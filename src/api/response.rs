//! Response types for the rental pricing API.
//!
//! This module defines the error response structures and error handling
//! for the HTTP API.

use axum::{
    Json,
    http::StatusCode,
    response::{IntoResponse, Response},
};
use serde::{Deserialize, Serialize};

use crate::error::PricingError;

/// API error response structure.
#[derive(Debug, Clone, Serialize, Deserialize)]
pub struct ApiError {
    /// Error code for programmatic handling.
    pub code: String,
    /// Human-readable error message.
    pub message: String,
    /// Optional details about the error.
    #[serde(skip_serializing_if = "Option::is_none")]
    pub details: Option<String>,
}

impl ApiError {
    /// Creates a new API error.
    pub fn new(code: impl Into<String>, message: impl Into<String>) -> Self {
        Self {
            code: code.into(),
            message: message.into(),
            details: None,
        }
    }

    /// Creates a new API error with details.
    pub fn with_details(
        code: impl Into<String>,
        message: impl Into<String>,
        details: impl Into<String>,
    ) -> Self {
        Self {
            code: code.into(),
            message: message.into(),
            details: Some(details.into()),
        }
    }

    /// Creates a validation error response.
    pub fn validation_error(message: impl Into<String>) -> Self {
        Self::new("VALIDATION_ERROR", message)
    }

    /// Creates a malformed JSON error response.
    pub fn malformed_json(message: impl Into<String>) -> Self {
        Self::new("MALFORMED_JSON", message)
    }
}

/// The locations served in the configured market.
#[derive(Debug, Clone, Serialize, Deserialize)]
pub struct LocationsResponse {
    /// Market code (e.g., "NP").
    pub market: String,
    /// ISO 4217 currency code.
    pub currency: String,
    /// Served pickup and drop-off locations.
    pub locations: Vec<String>,
}

/// API error with HTTP status code.
pub struct ApiErrorResponse {
    /// The HTTP status code.
    pub status: StatusCode,
    /// The error body.
    pub error: ApiError,
}

impl IntoResponse for ApiErrorResponse {
    fn into_response(self) -> Response {
        (self.status, Json(self.error)).into_response()
    }
}

impl From<PricingError> for ApiErrorResponse {
    fn from(error: PricingError) -> Self {
        let message = error.to_string();
        match error {
            PricingError::ConfigNotFound { .. }
            | PricingError::ConfigParseError { .. }
            | PricingError::InvalidConfig { .. } => ApiErrorResponse {
                status: StatusCode::INTERNAL_SERVER_ERROR,
                error: ApiError::with_details("CONFIG_ERROR", "Configuration error", message),
            },
            PricingError::MissingField { field } => ApiErrorResponse {
                status: StatusCode::BAD_REQUEST,
                error: ApiError::with_details(
                    "MISSING_FIELD",
                    message,
                    format!("Field '{}' is required to place a booking", field),
                ),
            },
            PricingError::InvalidDateRange { .. } => ApiErrorResponse {
                status: StatusCode::BAD_REQUEST,
                error: ApiError::new("INVALID_DATE_RANGE", message),
            },
            PricingError::StartDateInPast { .. } => ApiErrorResponse {
                status: StatusCode::BAD_REQUEST,
                error: ApiError::new("START_DATE_IN_PAST", message),
            },
            PricingError::DailyRateOutOfRange { .. } => ApiErrorResponse {
                status: StatusCode::BAD_REQUEST,
                error: ApiError::validation_error(message),
            },
            PricingError::UnknownLocation { location } => ApiErrorResponse {
                status: StatusCode::BAD_REQUEST,
                error: ApiError::with_details(
                    "UNKNOWN_LOCATION",
                    message,
                    format!("'{}' is not a pickup or drop-off location in this market", location),
                ),
            },
        }
    }
}

#[cfg(test)]
mod tests {
    use super::*;
    use chrono::NaiveDate;

    #[test]
    fn test_api_error_serialization() {
        let error = ApiError::new("TEST_ERROR", "Test message");
        let json = serde_json::to_string(&error).unwrap();
        assert!(json.contains("\"code\":\"TEST_ERROR\""));
        assert!(json.contains("\"message\":\"Test message\""));
        assert!(!json.contains("details"));
    }

    #[test]
    fn test_api_error_with_details_serialization() {
        let error = ApiError::with_details("TEST_ERROR", "Test message", "Some details");
        let json = serde_json::to_string(&error).unwrap();
        assert!(json.contains("\"details\":\"Some details\""));
    }

    #[test]
    fn test_date_errors_are_bad_requests() {
        let start = NaiveDate::from_ymd_opt(2024, 12, 8).unwrap();
        let end = NaiveDate::from_ymd_opt(2024, 12, 7).unwrap();

        let api_error: ApiErrorResponse = PricingError::InvalidDateRange { start, end }.into();
        assert_eq!(api_error.status, StatusCode::BAD_REQUEST);
        assert_eq!(api_error.error.code, "INVALID_DATE_RANGE");
        assert!(api_error.error.message.contains("2024-12-08"));

        let api_error: ApiErrorResponse = PricingError::StartDateInPast { start, today: end }.into();
        assert_eq!(api_error.error.code, "START_DATE_IN_PAST");
    }

    #[test]
    fn test_missing_field_error() {
        let api_error: ApiErrorResponse = PricingError::MissingField {
            field: "pickup_location".to_string(),
        }
        .into();
        assert_eq!(api_error.status, StatusCode::BAD_REQUEST);
        assert_eq!(api_error.error.code, "MISSING_FIELD");
        assert!(api_error.error.details.unwrap().contains("pickup_location"));
    }

    #[test]
    fn test_rate_out_of_range_is_validation_error() {
        let api_error: ApiErrorResponse = PricingError::DailyRateOutOfRange {
            rate: rust_decimal::Decimal::from(-5),
            max: crate::models::MAX_DAILY_RATE,
        }
        .into();
        assert_eq!(api_error.status, StatusCode::BAD_REQUEST);
        assert_eq!(api_error.error.code, "VALIDATION_ERROR");
        assert!(api_error.error.message.contains("-5"));
    }

    #[test]
    fn test_config_errors_are_server_errors() {
        let api_error: ApiErrorResponse = PricingError::InvalidConfig {
            message: "no locations".to_string(),
        }
        .into();
        assert_eq!(api_error.status, StatusCode::INTERNAL_SERVER_ERROR);
        assert_eq!(api_error.error.code, "CONFIG_ERROR");
    }
}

□ □ □

[What is being asked]:
From the listing above, count every line where the word "InvalidDateRange" occurs; the answer is that number and nothing else.

[Reply to the task]:
2